▸ What the task requires
Your task is to copy the lines of the data below from the line holding "fn local_slot(&self, index: usize)" through the line holding "access to a local of the current frame", inclusive, exactly and with nothing added.

-------- Dataset records

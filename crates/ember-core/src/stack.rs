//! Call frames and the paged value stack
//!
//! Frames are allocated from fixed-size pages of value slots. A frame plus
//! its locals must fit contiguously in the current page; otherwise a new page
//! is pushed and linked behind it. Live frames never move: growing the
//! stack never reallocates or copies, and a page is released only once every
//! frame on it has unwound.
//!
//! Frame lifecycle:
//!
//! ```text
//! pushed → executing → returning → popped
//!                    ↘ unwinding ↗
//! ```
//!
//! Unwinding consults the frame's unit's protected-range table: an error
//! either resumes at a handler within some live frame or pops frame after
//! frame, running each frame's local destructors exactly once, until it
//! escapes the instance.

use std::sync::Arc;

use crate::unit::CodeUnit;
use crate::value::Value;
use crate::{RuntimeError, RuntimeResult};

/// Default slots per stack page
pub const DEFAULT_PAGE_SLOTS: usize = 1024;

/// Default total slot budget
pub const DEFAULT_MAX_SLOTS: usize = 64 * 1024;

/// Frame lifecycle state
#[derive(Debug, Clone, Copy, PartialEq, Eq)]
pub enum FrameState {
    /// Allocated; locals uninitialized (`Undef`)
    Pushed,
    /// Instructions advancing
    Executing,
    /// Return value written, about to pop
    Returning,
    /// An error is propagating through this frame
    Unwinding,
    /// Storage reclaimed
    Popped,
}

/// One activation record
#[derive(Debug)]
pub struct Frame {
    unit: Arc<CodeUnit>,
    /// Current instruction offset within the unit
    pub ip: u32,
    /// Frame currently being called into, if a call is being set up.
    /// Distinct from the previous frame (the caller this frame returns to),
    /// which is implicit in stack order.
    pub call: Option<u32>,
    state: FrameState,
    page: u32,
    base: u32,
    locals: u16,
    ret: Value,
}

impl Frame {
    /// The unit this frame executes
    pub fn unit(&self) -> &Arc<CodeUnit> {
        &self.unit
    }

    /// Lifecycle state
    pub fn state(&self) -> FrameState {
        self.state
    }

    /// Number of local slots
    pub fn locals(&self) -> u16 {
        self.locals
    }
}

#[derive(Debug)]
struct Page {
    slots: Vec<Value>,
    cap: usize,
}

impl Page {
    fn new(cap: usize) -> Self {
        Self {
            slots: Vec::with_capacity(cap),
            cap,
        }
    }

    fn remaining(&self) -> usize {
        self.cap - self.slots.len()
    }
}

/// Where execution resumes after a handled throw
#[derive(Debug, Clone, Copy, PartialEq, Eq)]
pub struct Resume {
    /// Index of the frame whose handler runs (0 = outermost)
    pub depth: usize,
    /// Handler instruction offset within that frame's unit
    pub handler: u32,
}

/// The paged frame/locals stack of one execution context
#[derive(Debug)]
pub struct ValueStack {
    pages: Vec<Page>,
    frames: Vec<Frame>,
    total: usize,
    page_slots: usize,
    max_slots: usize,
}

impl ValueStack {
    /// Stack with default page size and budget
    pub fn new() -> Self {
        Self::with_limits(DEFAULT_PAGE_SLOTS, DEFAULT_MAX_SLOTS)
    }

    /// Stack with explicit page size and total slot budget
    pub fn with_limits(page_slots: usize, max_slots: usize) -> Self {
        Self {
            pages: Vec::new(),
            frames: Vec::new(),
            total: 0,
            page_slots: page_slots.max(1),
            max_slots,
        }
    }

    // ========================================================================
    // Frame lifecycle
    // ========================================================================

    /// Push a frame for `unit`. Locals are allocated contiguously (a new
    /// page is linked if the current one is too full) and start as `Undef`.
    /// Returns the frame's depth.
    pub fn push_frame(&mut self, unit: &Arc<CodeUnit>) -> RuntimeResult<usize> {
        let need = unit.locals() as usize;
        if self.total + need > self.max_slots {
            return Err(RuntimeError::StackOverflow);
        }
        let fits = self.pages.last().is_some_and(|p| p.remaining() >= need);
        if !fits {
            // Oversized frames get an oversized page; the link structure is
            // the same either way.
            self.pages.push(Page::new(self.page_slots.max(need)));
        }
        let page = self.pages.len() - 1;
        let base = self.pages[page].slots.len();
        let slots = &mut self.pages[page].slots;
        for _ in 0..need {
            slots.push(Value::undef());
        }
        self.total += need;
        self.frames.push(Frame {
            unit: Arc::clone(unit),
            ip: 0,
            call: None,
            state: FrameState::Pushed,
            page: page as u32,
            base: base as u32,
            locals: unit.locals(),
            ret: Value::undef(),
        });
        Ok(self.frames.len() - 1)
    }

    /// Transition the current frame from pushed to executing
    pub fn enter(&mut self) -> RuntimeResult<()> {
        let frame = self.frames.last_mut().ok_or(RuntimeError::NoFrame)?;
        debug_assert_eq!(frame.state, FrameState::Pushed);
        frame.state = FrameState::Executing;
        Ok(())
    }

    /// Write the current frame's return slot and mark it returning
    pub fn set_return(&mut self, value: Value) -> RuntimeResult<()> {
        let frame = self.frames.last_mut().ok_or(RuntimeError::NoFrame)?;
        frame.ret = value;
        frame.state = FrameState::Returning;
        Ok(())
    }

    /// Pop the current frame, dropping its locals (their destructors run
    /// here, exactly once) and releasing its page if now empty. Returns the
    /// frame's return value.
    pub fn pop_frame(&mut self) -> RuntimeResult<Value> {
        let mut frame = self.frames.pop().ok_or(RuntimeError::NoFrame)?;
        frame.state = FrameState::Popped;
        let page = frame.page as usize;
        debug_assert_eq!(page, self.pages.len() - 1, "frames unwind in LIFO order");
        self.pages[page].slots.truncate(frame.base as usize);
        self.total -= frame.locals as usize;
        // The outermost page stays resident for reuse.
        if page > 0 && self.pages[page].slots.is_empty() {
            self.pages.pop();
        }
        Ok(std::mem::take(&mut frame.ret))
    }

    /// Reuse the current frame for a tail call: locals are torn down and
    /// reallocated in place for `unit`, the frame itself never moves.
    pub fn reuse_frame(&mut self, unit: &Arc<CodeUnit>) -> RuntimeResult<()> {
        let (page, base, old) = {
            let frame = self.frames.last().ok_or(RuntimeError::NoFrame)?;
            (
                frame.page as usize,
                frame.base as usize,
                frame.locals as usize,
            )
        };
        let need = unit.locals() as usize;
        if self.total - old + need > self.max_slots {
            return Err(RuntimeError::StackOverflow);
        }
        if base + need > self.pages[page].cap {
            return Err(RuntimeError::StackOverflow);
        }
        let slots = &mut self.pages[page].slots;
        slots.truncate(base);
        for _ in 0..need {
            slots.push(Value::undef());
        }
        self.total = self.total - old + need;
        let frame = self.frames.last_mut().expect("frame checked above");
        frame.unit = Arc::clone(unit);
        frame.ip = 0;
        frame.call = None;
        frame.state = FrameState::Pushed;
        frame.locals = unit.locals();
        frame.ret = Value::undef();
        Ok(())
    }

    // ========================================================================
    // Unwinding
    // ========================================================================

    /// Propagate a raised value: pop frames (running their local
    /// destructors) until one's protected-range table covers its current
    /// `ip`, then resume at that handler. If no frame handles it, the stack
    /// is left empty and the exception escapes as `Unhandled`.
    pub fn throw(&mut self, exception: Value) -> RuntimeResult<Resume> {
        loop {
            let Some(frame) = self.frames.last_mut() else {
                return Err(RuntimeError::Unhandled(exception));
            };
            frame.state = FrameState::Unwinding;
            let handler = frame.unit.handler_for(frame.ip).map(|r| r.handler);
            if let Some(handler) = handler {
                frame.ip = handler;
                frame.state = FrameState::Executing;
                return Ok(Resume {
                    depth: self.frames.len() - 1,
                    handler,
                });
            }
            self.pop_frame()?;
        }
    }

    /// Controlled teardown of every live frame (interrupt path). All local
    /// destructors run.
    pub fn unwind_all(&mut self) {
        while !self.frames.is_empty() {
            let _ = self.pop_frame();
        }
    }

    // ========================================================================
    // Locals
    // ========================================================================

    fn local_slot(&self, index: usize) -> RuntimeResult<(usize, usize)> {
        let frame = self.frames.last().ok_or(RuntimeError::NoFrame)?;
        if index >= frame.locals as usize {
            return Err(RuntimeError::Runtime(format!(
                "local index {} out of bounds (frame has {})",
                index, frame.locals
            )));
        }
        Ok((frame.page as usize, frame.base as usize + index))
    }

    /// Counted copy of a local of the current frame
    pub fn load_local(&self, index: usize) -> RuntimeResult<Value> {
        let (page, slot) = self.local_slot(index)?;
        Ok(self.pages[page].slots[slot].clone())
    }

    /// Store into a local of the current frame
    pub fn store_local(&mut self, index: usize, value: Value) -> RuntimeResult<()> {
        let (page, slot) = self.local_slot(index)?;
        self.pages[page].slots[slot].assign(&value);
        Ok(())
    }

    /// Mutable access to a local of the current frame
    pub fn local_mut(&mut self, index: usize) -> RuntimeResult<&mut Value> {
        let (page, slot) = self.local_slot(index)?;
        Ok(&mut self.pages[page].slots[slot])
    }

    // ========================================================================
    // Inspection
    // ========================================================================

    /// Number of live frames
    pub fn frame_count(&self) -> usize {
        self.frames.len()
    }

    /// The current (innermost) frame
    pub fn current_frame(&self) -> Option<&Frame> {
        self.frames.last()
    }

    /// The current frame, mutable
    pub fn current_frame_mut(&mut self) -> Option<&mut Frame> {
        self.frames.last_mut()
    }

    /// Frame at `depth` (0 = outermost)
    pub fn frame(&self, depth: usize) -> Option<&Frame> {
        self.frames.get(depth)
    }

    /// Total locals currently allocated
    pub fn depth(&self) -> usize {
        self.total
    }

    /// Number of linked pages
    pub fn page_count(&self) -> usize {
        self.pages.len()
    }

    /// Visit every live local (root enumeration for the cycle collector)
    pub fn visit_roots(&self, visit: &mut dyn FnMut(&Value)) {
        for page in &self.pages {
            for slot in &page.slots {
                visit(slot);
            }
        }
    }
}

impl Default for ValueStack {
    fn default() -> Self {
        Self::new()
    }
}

----------------
-------- Dataset records

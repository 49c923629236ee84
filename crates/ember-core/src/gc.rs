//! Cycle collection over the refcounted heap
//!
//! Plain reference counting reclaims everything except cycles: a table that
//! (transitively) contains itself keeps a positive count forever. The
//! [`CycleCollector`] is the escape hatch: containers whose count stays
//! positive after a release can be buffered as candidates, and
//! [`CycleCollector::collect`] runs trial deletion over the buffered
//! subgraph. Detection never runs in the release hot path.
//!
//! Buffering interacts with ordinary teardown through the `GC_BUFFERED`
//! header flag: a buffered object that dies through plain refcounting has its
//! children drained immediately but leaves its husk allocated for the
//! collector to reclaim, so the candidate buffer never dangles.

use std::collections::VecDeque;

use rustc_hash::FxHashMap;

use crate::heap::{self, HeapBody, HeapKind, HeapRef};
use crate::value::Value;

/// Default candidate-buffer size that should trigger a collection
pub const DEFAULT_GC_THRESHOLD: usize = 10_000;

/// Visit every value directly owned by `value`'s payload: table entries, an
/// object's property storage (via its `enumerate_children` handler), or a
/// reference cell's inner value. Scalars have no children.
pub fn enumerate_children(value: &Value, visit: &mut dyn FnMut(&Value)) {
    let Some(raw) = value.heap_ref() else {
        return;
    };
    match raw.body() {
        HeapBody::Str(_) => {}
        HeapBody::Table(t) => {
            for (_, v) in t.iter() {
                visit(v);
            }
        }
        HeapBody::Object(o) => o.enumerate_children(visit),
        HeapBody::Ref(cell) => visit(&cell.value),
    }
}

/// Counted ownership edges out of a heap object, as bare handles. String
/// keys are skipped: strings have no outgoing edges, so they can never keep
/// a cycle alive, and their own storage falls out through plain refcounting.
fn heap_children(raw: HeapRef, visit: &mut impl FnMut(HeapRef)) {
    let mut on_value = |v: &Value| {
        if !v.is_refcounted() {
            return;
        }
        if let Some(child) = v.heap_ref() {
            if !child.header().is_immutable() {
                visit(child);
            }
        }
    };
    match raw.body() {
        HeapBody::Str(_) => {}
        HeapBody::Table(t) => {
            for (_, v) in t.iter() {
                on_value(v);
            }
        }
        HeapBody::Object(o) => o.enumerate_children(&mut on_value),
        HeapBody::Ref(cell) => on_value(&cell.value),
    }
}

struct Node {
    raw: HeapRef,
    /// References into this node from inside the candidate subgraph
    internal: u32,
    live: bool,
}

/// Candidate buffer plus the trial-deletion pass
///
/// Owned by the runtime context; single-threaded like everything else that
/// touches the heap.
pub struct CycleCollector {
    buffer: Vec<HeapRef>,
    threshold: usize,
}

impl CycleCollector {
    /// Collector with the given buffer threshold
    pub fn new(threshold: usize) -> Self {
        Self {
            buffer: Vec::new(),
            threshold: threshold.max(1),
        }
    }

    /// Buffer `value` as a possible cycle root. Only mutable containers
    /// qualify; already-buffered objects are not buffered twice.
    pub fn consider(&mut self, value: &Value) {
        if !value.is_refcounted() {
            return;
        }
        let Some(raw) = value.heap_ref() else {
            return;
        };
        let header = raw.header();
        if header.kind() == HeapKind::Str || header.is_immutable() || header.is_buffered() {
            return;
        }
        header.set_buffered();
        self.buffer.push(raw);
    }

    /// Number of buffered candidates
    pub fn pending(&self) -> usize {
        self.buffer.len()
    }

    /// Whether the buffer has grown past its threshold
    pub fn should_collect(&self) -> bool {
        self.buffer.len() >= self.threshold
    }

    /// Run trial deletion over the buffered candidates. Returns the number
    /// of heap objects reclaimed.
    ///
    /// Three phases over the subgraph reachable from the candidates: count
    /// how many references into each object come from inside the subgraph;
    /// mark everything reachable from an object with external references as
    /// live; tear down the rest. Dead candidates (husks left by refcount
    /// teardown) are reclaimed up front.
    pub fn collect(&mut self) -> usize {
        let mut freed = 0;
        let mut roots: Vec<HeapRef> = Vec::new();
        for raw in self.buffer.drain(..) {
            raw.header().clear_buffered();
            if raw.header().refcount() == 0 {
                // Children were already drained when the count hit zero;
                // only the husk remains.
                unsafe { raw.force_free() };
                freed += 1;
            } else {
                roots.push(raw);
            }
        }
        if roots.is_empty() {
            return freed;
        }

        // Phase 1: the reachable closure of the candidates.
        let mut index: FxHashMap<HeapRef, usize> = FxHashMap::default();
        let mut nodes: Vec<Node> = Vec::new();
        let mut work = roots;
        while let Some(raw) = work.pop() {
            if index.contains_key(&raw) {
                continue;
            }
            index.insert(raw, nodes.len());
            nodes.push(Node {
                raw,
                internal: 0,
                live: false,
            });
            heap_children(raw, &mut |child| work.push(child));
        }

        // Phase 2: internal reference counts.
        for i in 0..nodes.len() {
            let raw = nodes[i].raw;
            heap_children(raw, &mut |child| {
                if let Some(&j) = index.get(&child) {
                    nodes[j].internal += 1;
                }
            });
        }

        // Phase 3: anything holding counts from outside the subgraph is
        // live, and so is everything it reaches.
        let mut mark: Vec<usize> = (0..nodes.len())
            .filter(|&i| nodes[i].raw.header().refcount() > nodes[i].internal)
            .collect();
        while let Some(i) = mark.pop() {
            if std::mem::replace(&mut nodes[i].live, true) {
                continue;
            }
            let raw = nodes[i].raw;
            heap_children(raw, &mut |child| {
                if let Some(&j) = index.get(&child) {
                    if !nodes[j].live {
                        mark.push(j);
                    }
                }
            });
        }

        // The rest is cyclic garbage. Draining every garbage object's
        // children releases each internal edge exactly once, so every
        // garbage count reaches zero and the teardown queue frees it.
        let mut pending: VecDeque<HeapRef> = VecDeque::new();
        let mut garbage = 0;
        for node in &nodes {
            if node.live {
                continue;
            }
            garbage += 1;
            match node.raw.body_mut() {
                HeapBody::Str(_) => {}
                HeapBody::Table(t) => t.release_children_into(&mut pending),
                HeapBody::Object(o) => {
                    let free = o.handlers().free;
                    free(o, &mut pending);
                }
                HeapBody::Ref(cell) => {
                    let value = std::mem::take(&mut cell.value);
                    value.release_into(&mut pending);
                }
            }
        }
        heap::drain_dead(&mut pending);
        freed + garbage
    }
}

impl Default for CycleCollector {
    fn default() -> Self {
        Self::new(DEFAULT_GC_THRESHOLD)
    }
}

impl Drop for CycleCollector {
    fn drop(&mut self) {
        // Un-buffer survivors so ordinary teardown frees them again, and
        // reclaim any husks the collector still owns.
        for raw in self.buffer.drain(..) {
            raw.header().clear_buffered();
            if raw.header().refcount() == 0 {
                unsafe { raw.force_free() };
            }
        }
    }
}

----------------
-------- Dataset records

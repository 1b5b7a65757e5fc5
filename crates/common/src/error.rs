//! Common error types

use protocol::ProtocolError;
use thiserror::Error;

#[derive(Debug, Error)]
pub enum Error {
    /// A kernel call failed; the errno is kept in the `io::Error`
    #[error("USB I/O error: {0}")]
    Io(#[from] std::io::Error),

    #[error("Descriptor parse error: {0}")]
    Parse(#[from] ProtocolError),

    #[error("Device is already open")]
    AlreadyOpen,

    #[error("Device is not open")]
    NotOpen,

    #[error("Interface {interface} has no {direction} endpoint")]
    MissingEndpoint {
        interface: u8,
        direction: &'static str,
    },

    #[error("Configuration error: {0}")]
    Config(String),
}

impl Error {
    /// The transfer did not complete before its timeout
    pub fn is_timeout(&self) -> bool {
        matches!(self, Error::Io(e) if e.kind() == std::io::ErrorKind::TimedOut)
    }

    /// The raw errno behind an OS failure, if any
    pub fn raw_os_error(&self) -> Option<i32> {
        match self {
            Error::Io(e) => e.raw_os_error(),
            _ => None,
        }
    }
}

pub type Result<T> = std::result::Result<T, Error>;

----------------

▸ Output of the task
    fn local_slot(&self, index: usize) -> RuntimeResult<(usize, usize)> {
        let frame = self.frames.last().ok_or(RuntimeError::NoFrame)?;
        if index >= frame.locals as usize {
            return Err(RuntimeError::Runtime(format!(
                "local index {} out of bounds (frame has {})",
                index, frame.locals
            )));
        }
        Ok((frame.page as usize, frame.base as usize + index))
    }

    /// Counted copy of a local of the current frame
    pub fn load_local(&self, index: usize) -> RuntimeResult<Value> {
        let (page, slot) = self.local_slot(index)?;
        Ok(self.pages[page].slots[slot].clone())
    }

    /// Store into a local of the current frame
    pub fn store_local(&mut self, index: usize, value: Value) -> RuntimeResult<()> {
        let (page, slot) = self.local_slot(index)?;
        self.pages[page].slots[slot].assign(&value);
        Ok(())
    }

    /// Mutable access to a local of the current frame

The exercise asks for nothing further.